Last September, a group called the Coalition for Environmentally Responsible Economies (Ceres) proposed a 10 point list of environmental commitments for corporations. Soon it will invite 3,000 companies to sign up. In memory of the oil spill that occurred 1 year ago this week, Ceres calls its commitments the Valdez Principles.
Ceres-the acronym spells the name of the mythological Roman goddess of agriculture-has a tough recruitment challenge. The principles constitute a lawyer's nightmare of vague language and open-ended obligation in these areas: protection of the biosphere, sustainable use of natural resources, reduction and disposal of waste, wise use of energy, risk reduction, marketing of safe products and services, damage compensation, disclosure, environmental directors and managers, and assessment and annual audit. And Ceres is given to urgent rhetoric that no doubt repels cautious business leaders. "Today we are saying, 'No more Valdez!'" Ceres said when it released the Valdez Principles. "The public is fed up, and the earth can't take it any more!"
POWER OF PUBLIC OPINION
But Ceres knows how to use public opinion. Many people do believe that the planet faces imminent doom and that something must be done now, at any cost, to save it. So Ceres will force companies to choose between impossible environmental promises and certain public scorn. Until then, its members are meeting with companies and drafting a guide to what signing the Valdez Principles means.
Tactics and hyperbole aside, Ceres makes some valuable points. Chief among them is the overarching notion that company cultures, not just policies, must embrace new concern for ecological and human safety. Further, companies must demonstrate that concern with responsible behavior at all levels. There may be better ways to pursue those ideals than pledging allegiance to the Valdez Principles. But companies must change something. A year of intensifying popular outrage and continued mishap makes that painfully clear. It's a good time for self-assessment.
What steps have companies taken to meld environmental and safety goals with employee behavior? Are responsibilities in these areas tied to compensation? Is monitoring thorough and vigorous? Who leads the effort-chief executives or their delegates?

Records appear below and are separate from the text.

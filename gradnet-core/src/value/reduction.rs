// src/value/reduction.rs

use crate::buffer::Buffer;
use crate::error::GradnetError;
use crate::value::{Storage, Value};

impl Value {
    /// Sum of all elements as a zero-dimensional value.
    pub fn sum(&self) -> Result<Value, GradnetError> {
        let storage = self.defined("sum")?;
        let total: f64 = storage.buffer.to_vec_f64().iter().sum();
        Ok(Value {
            storage: Some(Storage {
                buffer: Buffer::from_f64(storage.buffer.dtype(), vec![total]),
                shape: Vec::new(),
                device: storage.device,
            }),
        })
    }

    /// Sums over dimension `dim`, removing it from the shape.
    pub fn sum_dim(&self, dim: usize) -> Result<Value, GradnetError> {
        let storage = self.defined("sum_dim")?;
        let shape = &storage.shape;
        if dim >= shape.len() {
            return Err(GradnetError::DimensionMismatch {
                expected: shape.len(),
                actual: dim,
                operation: "sum_dim".to_string(),
            });
        }
        let outer: usize = shape[..dim].iter().product();
        let reduced = shape[dim];
        let inner: usize = shape[dim + 1..].iter().product();

        let data = storage.buffer.to_vec_f64();
        let mut out = vec![0.0; outer * inner];
        for o in 0..outer {
            for r in 0..reduced {
                let base = (o * reduced + r) * inner;
                for i in 0..inner {
                    out[o * inner + i] += data[base + i];
                }
            }
        }

        let mut out_shape = shape.clone();
        out_shape.remove(dim);
        Ok(Value {
            storage: Some(Storage {
                buffer: Buffer::from_f64(storage.buffer.dtype(), out),
                shape: out_shape,
                device: storage.device,
            }),
        })
    }
}
use log::debug;
use rand::Rng;

use gradnet_core::autograd::{expect_arity, Context, Function, Returns, Variable};
use gradnet_core::{DType, GradnetError, Value};

use crate::init::{scaled_randn, zero_bias};
use crate::kernel::{expect_rank, expect_same_layout};

/// Kernel geometry of a [`Conv2d`] layer, as `(height, width)` pairs.
#[derive(Debug, Clone, Copy, PartialEq, Eq)]
pub struct Conv2dConfig {
    pub kernel_size: (usize, usize),
    pub stride: (usize, usize),
    pub padding: (usize, usize),
}

impl Default for Conv2dConfig {
    fn default() -> Self {
        Conv2dConfig {
            kernel_size: (3, 3),
            stride: (1, 1),
            padding: (0, 0),
        }
    }
}

/// 2-D convolution over NCHW input with weight `[out, in, kh, kw]` and bias `[out]`.
///
/// The input is the only graph input; backward accumulates the weight and
/// bias gradients directly, skipping any parameter with `train = false`.
#[derive(Debug)]
pub struct Conv2d {
    weight: Variable,
    bias: Variable,
    in_channels: usize,
    out_channels: usize,
    config: Conv2dConfig,
}

// Sizes of one convolution, resolved from the input shape.
#[derive(Debug, Clone, Copy)]
struct Geometry {
    batch: usize,
    in_channels: usize,
    out_channels: usize,
    height: usize,
    width: usize,
    kernel: (usize, usize),
    stride: (usize, usize),
    padding: (usize, usize),
    out_height: usize,
    out_width: usize,
}

impl Geometry {
    fn input_index(&self, n: usize, c: usize, y: usize, x: usize) -> usize {
        ((n * self.in_channels + c) * self.height + y) * self.width + x
    }

    fn weight_index(&self, o: usize, c: usize, ky: usize, kx: usize) -> usize {
        ((o * self.in_channels + c) * self.kernel.0 + ky) * self.kernel.1 + kx
    }

    fn output_index(&self, n: usize, o: usize, y: usize, x: usize) -> usize {
        ((n * self.out_channels + o) * self.out_height + y) * self.out_width + x
    }

    /// Input coordinate read by output `(oy, ox)` at kernel tap `(ky, kx)`,
    /// or `None` when it falls into the padding.
    fn source(&self, oy: usize, ox: usize, ky: usize, kx: usize) -> Option<(usize, usize)> {
        let y = (oy * self.stride.0 + ky).checked_sub(self.padding.0)?;
        let x = (ox * self.stride.1 + kx).checked_sub(self.padding.1)?;
        if y < self.height && x < self.width {
            Some((y, x))
        } else {
            None
        }
    }

    fn output_shape(&self) -> Vec<usize> {
        vec![self.batch, self.out_channels, self.out_height, self.out_width]
    }
}

impl Conv2d {
    pub fn new(
        in_channels: usize,
        out_channels: usize,
        config: Conv2dConfig,
        dtype: DType,
    ) -> Result<Self, GradnetError> {
        Self::with_rng(&mut rand::thread_rng(), in_channels, out_channels, config, dtype)
    }

    /// Like [`Conv2d::new`], drawing the initial weight from `rng`.
    pub fn with_rng<R: Rng + ?Sized>(
        rng: &mut R,
        in_channels: usize,
        out_channels: usize,
        config: Conv2dConfig,
        dtype: DType,
    ) -> Result<Self, GradnetError> {
        let (kh, kw) = config.kernel_size;
        if kh == 0 || kw == 0 || config.stride.0 == 0 || config.stride.1 == 0 {
            return Err(GradnetError::InvalidArgument(format!(
                "Conv2d needs a positive kernel size and stride, got {:?}",
                config
            )));
        }
        let fan_in = in_channels * kh * kw;
        let weight = scaled_randn(rng, &[out_channels, in_channels, kh, kw], fan_in, dtype)?;
        let bias = zero_bias(out_channels, dtype)?;
        debug!(
            "Conv2d: created {} -> {} channels, {:?}",
            in_channels, out_channels, config
        );
        Ok(Conv2d {
            weight: Variable::new(weight),
            bias: Variable::new(bias),
            in_channels,
            out_channels,
            config,
        })
    }

    pub fn weight(&self) -> &Variable {
        &self.weight
    }

    pub fn bias(&self) -> &Variable {
        &self.bias
    }

    pub fn config(&self) -> &Conv2dConfig {
        &self.config
    }

    fn geometry(&self, x: &Value) -> Result<Geometry, GradnetError> {
        expect_rank(x, 4, "conv2d")?;
        let shape = x.shape();
        if shape[1] != self.in_channels {
            return Err(GradnetError::ShapeMismatch {
                expected: vec![shape[0], self.in_channels, shape[2], shape[3]],
                actual: shape.to_vec(),
                operation: "conv2d".to_string(),
            });
        }
        let Conv2dConfig {
            kernel_size,
            stride,
            padding,
        } = self.config;
        let padded = (shape[2] + 2 * padding.0, shape[3] + 2 * padding.1);
        if padded.0 < kernel_size.0 || padded.1 < kernel_size.1 {
            return Err(GradnetError::InvalidArgument(format!(
                "conv2d kernel {:?} larger than padded input {:?}",
                kernel_size, padded
            )));
        }
        Ok(Geometry {
            batch: shape[0],
            in_channels: self.in_channels,
            out_channels: self.out_channels,
            height: shape[2],
            width: shape[3],
            kernel: kernel_size,
            stride,
            padding,
            out_height: (padded.0 - kernel_size.0) / stride.0 + 1,
            out_width: (padded.1 - kernel_size.1) / stride.1 + 1,
        })
    }
}

fn convolve(x: &[f64], weight: &[f64], bias: &[f64], g: &Geometry) -> Vec<f64> {
    let mut out = vec![0.0; g.batch * g.out_channels * g.out_height * g.out_width];
    for n in 0..g.batch {
        for o in 0..g.out_channels {
            for oy in 0..g.out_height {
                for ox in 0..g.out_width {
                    let mut acc = bias[o];
                    for c in 0..g.in_channels {
                        for ky in 0..g.kernel.0 {
                            for kx in 0..g.kernel.1 {
                                if let Some((y, xx)) = g.source(oy, ox, ky, kx) {
                                    acc += x[g.input_index(n, c, y, xx)]
                                        * weight[g.weight_index(o, c, ky, kx)];
                                }
                            }
                        }
                    }
                    out[g.output_index(n, o, oy, ox)] = acc;
                }
            }
        }
    }
    out
}

struct ConvGrads {
    input: Vec<f64>,
    weight: Vec<f64>,
    bias: Vec<f64>,
}

fn convolve_backward(gy: &[f64], x: &[f64], weight: &[f64], g: &Geometry) -> ConvGrads {
    let mut grads = ConvGrads {
        input: vec![0.0; x.len()],
        weight: vec![0.0; weight.len()],
        bias: vec![0.0; g.out_channels],
    };
    for n in 0..g.batch {
        for o in 0..g.out_channels {
            for oy in 0..g.out_height {
                for ox in 0..g.out_width {
                    let upstream = gy[g.output_index(n, o, oy, ox)];
                    grads.bias[o] += upstream;
                    for c in 0..g.in_channels {
                        for ky in 0..g.kernel.0 {
                            for kx in 0..g.kernel.1 {
                                if let Some((y, xx)) = g.source(oy, ox, ky, kx) {
                                    let xi = g.input_index(n, c, y, xx);
                                    let wi = g.weight_index(o, c, ky, kx);
                                    grads.weight[wi] += upstream * x[xi];
                                    grads.input[xi] += upstream * weight[wi];
                                }
                            }
                        }
                    }
                }
            }
        }
    }
    grads
}

impl Function for Conv2d {
    fn name(&self) -> &'static str {
        "Conv2d"
    }

    fn forward(&self, ctx: &mut Context, inputs: Vec<Value>) -> Result<Returns, GradnetError> {
        expect_arity(self.name(), &inputs, 1)?;
        let x = &inputs[0];
        let geometry = self.geometry(x)?;
        let weight = self.weight.data();
        let bias = self.bias.data();
        let (dtype, device) = expect_same_layout(x, &weight, "conv2d")?;
        expect_same_layout(x, &bias, "conv2d")?;

        let out = convolve(
            &x.to_vec_f64()?,
            &weight.to_vec_f64()?,
            &bias.to_vec_f64()?,
            &geometry,
        );
        let y = Value::from_f64_on(out, geometry.output_shape(), dtype, device)?;
        ctx.save_for_backward(vec![x.clone(), weight]);
        Ok(y.into())
    }

    fn backward(&self, ctx: &Context, grad_outputs: Vec<Value>) -> Result<Vec<Value>, GradnetError> {
        expect_arity(self.name(), &grad_outputs, 1)?;
        let x = ctx.saved_value(0)?;
        let weight = ctx.saved_value(1)?;
        let gy = &grad_outputs[0];
        let geometry = self.geometry(x)?;
        if gy.shape() != geometry.output_shape().as_slice() {
            return Err(GradnetError::ShapeMismatch {
                expected: geometry.output_shape(),
                actual: gy.shape().to_vec(),
                operation: "conv2d_backward".to_string(),
            });
        }
        let (dtype, device) = expect_same_layout(gy, x, "conv2d_backward")?;

        let grads = convolve_backward(
            &gy.to_vec_f64()?,
            &x.to_vec_f64()?,
            &weight.to_vec_f64()?,
            &geometry,
        );
        if self.weight.train() {
            let grad_weight = Value::from_f64_on(grads.weight, weight.shape().to_vec(), dtype, device)?;
            self.weight.accumulate_grad(&grad_weight)?;
        }
        if self.bias.train() {
            let grad_bias = Value::from_f64_on(grads.bias, vec![self.out_channels], dtype, device)?;
            self.bias.accumulate_grad(&grad_bias)?;
        }
        if !ctx.is_input(0) {
            return Ok(Vec::new());
        }
        Ok(vec![Value::from_f64_on(grads.input, x.shape().to_vec(), dtype, device)?])
    }

    fn parameters(&self) -> Vec<Variable> {
        vec![self.weight.clone(), self.bias.clone()]
    }
}

#[cfg(test)]
#[path = "conv2d_test.rs"]
mod tests;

What further initiatives, such as reformulated gasoline and voluntary toxic emission reductions, can oil companies undertake to improve the environment? What new alliances, such as the clean air research effort with automakers, can be formed to promote environmental innovation?
What have companies done to move environmental discussions beyond the level of confrontational stalemate? How many companies have studied the Valdez Principles and at least discussed them with Ceres representatives? How often do companies meet with other environmental groups? How many have environmental specialists as directors? By the same token, how have companies toughened their positions on issues where the environmentalist stance is scientifically unfounded or demonstrably harmful?
AGREEING ON AIMS
Companies can reduce irresponsible behavior-but not eliminate risk. They can promise to clean up their mistakes-but not to never make them. Their technical powers should apply not just to solving environmental problems but also to identifying problems with more basis in politics than science. The aim, after all, should be to make the planet cleaner and safer, not to recklessly frighten or impoverish its inhabitants. Companies and environmentalists should be able to agree on that. Or have they wasted a year?